FIGURE 2.

CagA⁺ H. pylori, not CagA^– H. pylori infection, impaired endothelial function through increased ROS production in mice. Representative fluorescent images and quantification of ROS formation in the aorta of male C57BL/6 mice (A) (**P < 0.01, ***P < 0.001 by t-test) with CagA⁺ H. pylori, CagA^– H. pylori or PBS gavage. Aortic ROS production was significantly increased in mice with CagA⁺ H. pylori infection, not with CagA^– H. pylori infection.
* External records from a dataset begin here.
use sd_sync::{Branch, ObjectType, Oid, Soid, Sokid};

use std::sync::Arc;

use tracing::{debug, trace};

use crate::{
	db::Tx,
	local_changes,
	namespace::{self, ResolvedPath},
	physical::{ContentScheduler, ExpulsionListener, PhysicalStorage},
	version::{self, RemoteContent},
	Error,
};

use super::{ApplyOutcome, DiscardReason};

/// Primitive namespace mutations the reconciliation logic is written against.
///
/// Every primitive must be idempotent: applying it again to a state it already
/// produced changes nothing.
pub trait ApplyOperations: Send + Sync {
	fn exists(&self, tx: &Tx, soid: Soid) -> Result<bool, Error>;

	fn insert(
		&self,
		tx: &mut Tx,
		soid: Soid,
		parent: Oid,
		name: &str,
		object_type: ObjectType,
	) -> Result<(), Error>;

	fn move_object(&self, tx: &mut Tx, soid: Soid, parent: Oid, name: &str) -> Result<(), Error>;

	fn delete(&self, tx: &mut Tx, soid: Soid) -> Result<(), Error>;

	fn new_content(
		&self,
		tx: &mut Tx,
		soid: Soid,
		content: RemoteContent,
	) -> Result<ApplyOutcome, Error>;

	/// Hands everything known locally about `from` over to `to`, after aliasing.
	fn migrate_identity(&self, tx: &mut Tx, from: Soid, to: Oid) -> Result<(), Error>;
}

/// Applies changes to the namespace tables and mirrors them on the device.
pub struct Materializer {
	storage: Arc<dyn PhysicalStorage>,
	content: Arc<dyn ContentScheduler>,
	expulsion: Arc<dyn ExpulsionListener>,
}

impl Materializer {
	pub fn new(
		storage: Arc<dyn PhysicalStorage>,
		content: Arc<dyn ContentScheduler>,
		expulsion: Arc<dyn ExpulsionListener>,
	) -> Self {
		Self {
			storage,
			content,
			expulsion,
		}
	}

	/// Whether `soid` is supposed to be present on the device.
	fn is_visible(tx: &Tx, soid: Soid) -> Result<bool, Error> {
		Ok(!namespace::is_in_trash(tx, soid)? && !namespace::is_expelled(tx, soid)?)
	}

	/// Brings a visible subtree onto the device.
	fn materialize(&self, tx: &Tx, soid: Soid) -> Result<(), Error> {
		let oa = namespace::get_object(tx, soid)?;

		match oa.object_type {
			ObjectType::File => {
				if version::remote_content(tx, soid)?.is_some() {
					self.content.schedule(soid);
				}
			}
			ObjectType::Folder | ObjectType::MountPoint => {
				self.storage
					.create_folder(&namespace::resolve_path(tx, soid)?)?;

				for child in namespace::children(tx, soid)? {
					let child = soid.with_oid(child);

					if !namespace::get_object(tx, child)?.expelled {
						self.materialize(tx, child)?;
					}
				}
			}
		}

		Ok(())
	}

	/// Removes what used to be at `path` from the device.
	fn dematerialize(&self, tx: &Tx, soid: Soid, path: &ResolvedPath) -> Result<(), Error> {
		let oa = namespace::get_object(tx, soid)?;

		match oa.object_type {
			ObjectType::File => {
				for branch in oa.branches.keys() {
					self.storage.delete_file(path, *branch)?;
				}
				self.storage.delete_prefix(Sokid::master(soid))?;
			}
			ObjectType::Folder | ObjectType::MountPoint => self.storage.delete_folder(path)?,
		}

		Ok(())
	}

	fn drop_conflict_branch(&self, tx: &mut Tx, soid: Soid) -> Result<(), Error> {
		let Some(oa) = namespace::get_object_nullable(tx, soid)? else {
			return Ok(());
		};

		if oa.branches.len() > 2 || oa.branches.keys().any(|branch| *branch > Branch::CONFLICT) {
			return Err(Error::Invariant(format!(
				"{soid} has {} content branches",
				oa.branches.len()
			)));
		}

		let conflict = Sokid::new(soid, Branch::CONFLICT);

		if namespace::get_content(tx, conflict)?.is_none() {
			return Ok(());
		}

		let path = namespace::resolve_path(tx, soid)?;
		let visible = Self::is_visible(tx, soid)?;

		namespace::delete_branch(tx, conflict)?;

		if visible {
			self.storage.delete_file(&path, Branch::CONFLICT)?;
		}

		debug!(%soid, "Dropped conflict branch resolved remotely;");

		Ok(())
	}
}

impl ApplyOperations for Materializer {
	fn exists(&self, tx: &Tx, soid: Soid) -> Result<bool, Error> {
		Ok(namespace::get_object_nullable(tx, soid)?.is_some())
	}

	fn insert(
		&self,
		tx: &mut Tx,
		soid: Soid,
		parent: Oid,
		name: &str,
		object_type: ObjectType,
	) -> Result<(), Error> {
		if let Some(oa) = namespace::get_object_nullable(tx, soid)? {
			if oa.object_type == object_type {
				trace!(%soid, "Insert of an existing object;");
				return Ok(());
			}

			return Err(Error::Invariant(format!(
				"cannot insert {soid} as a {object_type}, it exists as a {}",
				oa.object_type
			)));
		}

		namespace::create_object(tx, object_type, soid, parent, name)?;

		if Self::is_visible(tx, soid)? {
			self.materialize(tx, soid)?;
		}

		Ok(())
	}

	fn move_object(&self, tx: &mut Tx, soid: Soid, parent: Oid, name: &str) -> Result<(), Error> {
		let oa = namespace::get_object(tx, soid)?;
		if oa.parent == parent && oa.name == name {
			return Ok(());
		}

		let old_path = namespace::resolve_path(tx, soid)?;
		let was_visible = Self::is_visible(tx, soid)?;

		namespace::set_parent_and_name(tx, soid, parent, name)?;

		let now_visible = Self::is_visible(tx, soid)?;

		match (was_visible, now_visible) {
			(true, true) => self
				.storage
				.move_object(&old_path, &namespace::resolve_path(tx, soid)?)?,
			(true, false) => self.dematerialize(tx, soid, &old_path)?,
			(false, true) => self.materialize(tx, soid)?,
			(false, false) => return Ok(()),
		}

		self.expulsion.object_moved(&old_path, soid);

		Ok(())
	}

	fn delete(&self, tx: &mut Tx, soid: Soid) -> Result<(), Error> {
		self.move_object(tx, soid, Oid::TRASH, &soid.oid.to_string())
	}

	fn new_content(
		&self,
		tx: &mut Tx,
		soid: Soid,
		content: RemoteContent,
	) -> Result<ApplyOutcome, Error> {
		if version::is_content_stale(tx, soid, content.version)? {
			debug!(%soid, version = content.version, "Discarding stale content;");
			return Ok(ApplyOutcome::Discarded(DiscardReason::StaleVersion));
		}

		if let Some(oa) = namespace::get_object_nullable(tx, soid)? {
			if !oa.object_type.is_file() {
				return Err(Error::Invariant(format!(
					"content announced for {soid} which is a {}",
					oa.object_type
				)));
			}
		}

		let local_matches = namespace::get_content(tx, Sokid::master(soid))?
			.is_some_and(|local| local.hash == content.hash && local.size == content.size);

		version::set_content(tx, soid, content.version)?;

		if local_matches {
			local_changes::delete_content_change(tx, soid)?;
			version::remove_remote_content(tx, soid)?;
			self.drop_conflict_branch(tx, soid)?;

			debug!(%soid, "Local content already up to date;");
			return Ok(ApplyOutcome::Applied);
		}

		version::set_remote_content(tx, soid, &content)?;

		if self.exists(tx, soid)? && Self::is_visible(tx, soid)? {
			self.content.schedule(soid);
		} else {
			trace!(%soid, "Content recorded, download waits for the object;");
		}

		Ok(ApplyOutcome::Applied)
	}

	fn migrate_identity(&self, tx: &mut Tx, from: Soid, to: Oid) -> Result<(), Error> {
		let path = namespace::resolve_path(tx, from)?;
		let visible = Self::is_visible(tx, from)?;
		let is_file = namespace::get_object(tx, from)?.object_type.is_file();
		let target = from.with_oid(to);

		namespace::rekey_object(tx, from, to)?;

		if !visible {
			return Ok(());
		}

		self.storage.update_identity(&path, target)?;

		if is_file {
			self.storage.delete_prefix(Sokid::master(from))?;

			let local = namespace::get_content(tx, Sokid::master(target))?;
			let outdated = version::remote_content(tx, target)?.is_some_and(|remote| {
				local.map_or(true, |local| local.hash != remote.hash || local.size != remote.size)
			});

			if outdated {
				self.content.schedule(target);
			}
		}

		Ok(())
	}
}

#[cfg(test)]
mod tests {
	use sd_sync::{ContentHash, DeviceId, StoreId};

	use crate::{namespace::ContentAttributes, testing::Recorders, testing::StorageOp};

	use crate::db::Scratch;

	use super::*;

	fn setup() -> (Scratch, StoreId, Recorders, Materializer) {
		let mut tx = Scratch::new();
		let store = StoreId::new_v4();
		namespace::provision_store(&mut tx, store).unwrap();

		let recorders = Recorders::default();
		let materializer = recorders.materializer();

		(tx, store, recorders, materializer)
	}

	fn content(version: u64, hash: u8) -> RemoteContent {
		RemoteContent {
			version,
			hash: ContentHash::new(vec![hash]),
			size: 1,
			originator: DeviceId::new_v4(),
		}
	}

	#[test]
	fn insert_creates_folders_and_is_idempotent() {
		let (mut tx, store, recorders, ops) = setup();
		let folder = Soid::new(store, Oid::new_v4());

		ops.insert(&mut tx, folder, Oid::ROOT, "docs", ObjectType::Folder)
			.unwrap();
		ops.insert(&mut tx, folder, Oid::ROOT, "docs", ObjectType::Folder)
			.unwrap();

		assert_eq!(
			recorders.storage.ops(),
			[StorageOp::CreateFolder("/docs".to_string())]
		);
		assert!(ops
			.insert(&mut tx, folder, Oid::ROOT, "docs", ObjectType::File)
			.is_err());
	}

	#[test]
	fn delete_moves_to_trash_and_removes_from_disk() {
		let (mut tx, store, recorders, ops) = setup();
		let folder = Soid::new(store, Oid::new_v4());

		ops.insert(&mut tx, folder, Oid::ROOT, "docs", ObjectType::Folder)
			.unwrap();
		ops.delete(&mut tx, folder).unwrap();
		ops.delete(&mut tx, folder).unwrap();

		assert!(namespace::is_in_trash(&tx, folder).unwrap());
		assert_eq!(
			recorders.storage.ops(),
			[
				StorageOp::CreateFolder("/docs".to_string()),
				StorageOp::DeleteFolder("/docs".to_string()),
			]
		);
		assert_eq!(recorders.expulsion.moves(), [("/docs".to_string(), folder)]);
	}

	#[test]
	fn moves_are_mirrored_and_reported() {
		let (mut tx, store, recorders, ops) = setup();
		let a = Soid::new(store, Oid::new_v4());
		let b = Soid::new(store, Oid::new_v4());

		ops.insert(&mut tx, a, Oid::ROOT, "a", ObjectType::Folder).unwrap();
		ops.insert(&mut tx, b, Oid::ROOT, "b", ObjectType::Folder).unwrap();
		ops.move_object(&mut tx, b, a.oid, "b2").unwrap();

		assert_eq!(
			recorders.storage.ops().last(),
			Some(&StorageOp::Move {
				from: "/b".to_string(),
				to: "/a/b2".to_string(),
			})
		);
		assert_eq!(recorders.expulsion.moves(), [("/b".to_string(), b)]);
	}

	#[test]
	fn content_for_missing_file_waits_for_insert() {
		let (mut tx, store, recorders, ops) = setup();
		let file = Soid::new(store, Oid::new_v4());

		assert_eq!(
			ops.new_content(&mut tx, file, content(1, 7)).unwrap(),
			ApplyOutcome::Applied
		);
		assert!(recorders.content.scheduled().is_empty());

		ops.insert(&mut tx, file, Oid::ROOT, "f", ObjectType::File)
			.unwrap();
		assert_eq!(recorders.content.scheduled(), [file]);

		assert_eq!(
			ops.new_content(&mut tx, file, content(1, 7)).unwrap(),
			ApplyOutcome::Discarded(DiscardReason::StaleVersion)
		);
	}

	#[test]
	fn expelled_content_is_not_scheduled() {
		let (mut tx, store, recorders, ops) = setup();
		let folder = Soid::new(store, Oid::new_v4());
		let file = Soid::new(store, Oid::new_v4());

		ops.insert(&mut tx, folder, Oid::ROOT, "d", ObjectType::Folder)
			.unwrap();
		ops.insert(&mut tx, file, folder.oid, "f", ObjectType::File)
			.unwrap();
		namespace::set_expelled(&mut tx, folder, true).unwrap();

		ops.new_content(&mut tx, file, content(1, 7)).unwrap();

		assert!(recorders.content.scheduled().is_empty());
		assert!(version::remote_content(&tx, file).unwrap().is_some());
	}

	#[test]
	fn matching_content_resolves_conflict_branch() {
		let (mut tx, store, recorders, ops) = setup();
		let file = Soid::new(store, Oid::new_v4());

		ops.insert(&mut tx, file, Oid::ROOT, "f", ObjectType::File)
			.unwrap();
		for (branch, hash) in [(Branch::MASTER, 7), (Branch::CONFLICT, 8)] {
			namespace::set_content(
				&mut tx,
				Sokid::new(file, branch),
				ContentAttributes {
					hash: ContentHash::new(vec![hash]),
					size: 1,
				},
			)
			.unwrap();
		}
		local_changes::insert_content_change(&mut tx, file).unwrap();

		assert_eq!(
			ops.new_content(&mut tx, file, content(3, 7)).unwrap(),
			ApplyOutcome::Applied
		);

		assert!(!local_changes::has_content_change(&tx, file).unwrap());
		assert!(namespace::get_content(&tx, Sokid::new(file, Branch::CONFLICT))
			.unwrap()
			.is_none());
		assert_eq!(version::get_content(&tx, file).unwrap(), Some(3));
		assert!(recorders.content.scheduled().is_empty());
		assert_eq!(
			recorders.storage.ops().last(),
			Some(&StorageOp::DeleteFile {
				path: "/f".to_string(),
				branch: Branch::CONFLICT,
			})
		);
	}

	#[test]
	fn migrating_identity_rekeys_and_notifies_storage() {
		let (mut tx, store, recorders, ops) = setup();
		let local = Soid::new(store, Oid::new_v4());
		let remote = Oid::new_v4();

		ops.insert(&mut tx, local, Oid::ROOT, "f", ObjectType::File)
			.unwrap();
		version::set_remote_content(&mut tx, local.with_oid(remote), &content(1, 9)).unwrap();

		ops.migrate_identity(&mut tx, local, remote).unwrap();

		assert!(!ops.exists(&tx, local).unwrap());
		assert!(ops.exists(&tx, local.with_oid(remote)).unwrap());
		assert_eq!(
			recorders.storage.ops(),
			[
				StorageOp::UpdateIdentity {
					path: "/f".to_string(),
					soid: local.with_oid(remote),
				},
				StorageOp::DeletePrefix(Sokid::master(local)),
			]
		);
		assert_eq!(recorders.content.scheduled(), [local.with_oid(remote)]);
	}
}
Treatment with NAC prevented aortic ROS production (B) (*P < 0.05,**P < 0.01 by one-way ANOVA) and preserved ACh-induced aortic relaxation (C,D) in mice with 1 or 12 weeks of CagA⁺ H. pylori infection, without change in NTG-induced aortic relaxation (E,F). *P < 0.05, **P < 0.01 (compared with NC), ^#P < 0.05 (compared with CagA⁺ H. pylori + NAC); ^$P < 0.05, ^$$P < 0.01 (compared with NAC) by one-way ANOVA. NC(1/2): normal control. NAC: N-acetylcysteine; ACh: acetylcholine; NTG: nitroglycerin. Data are presented as mean ± SEM; N = 8–10 mice for each group at each time point.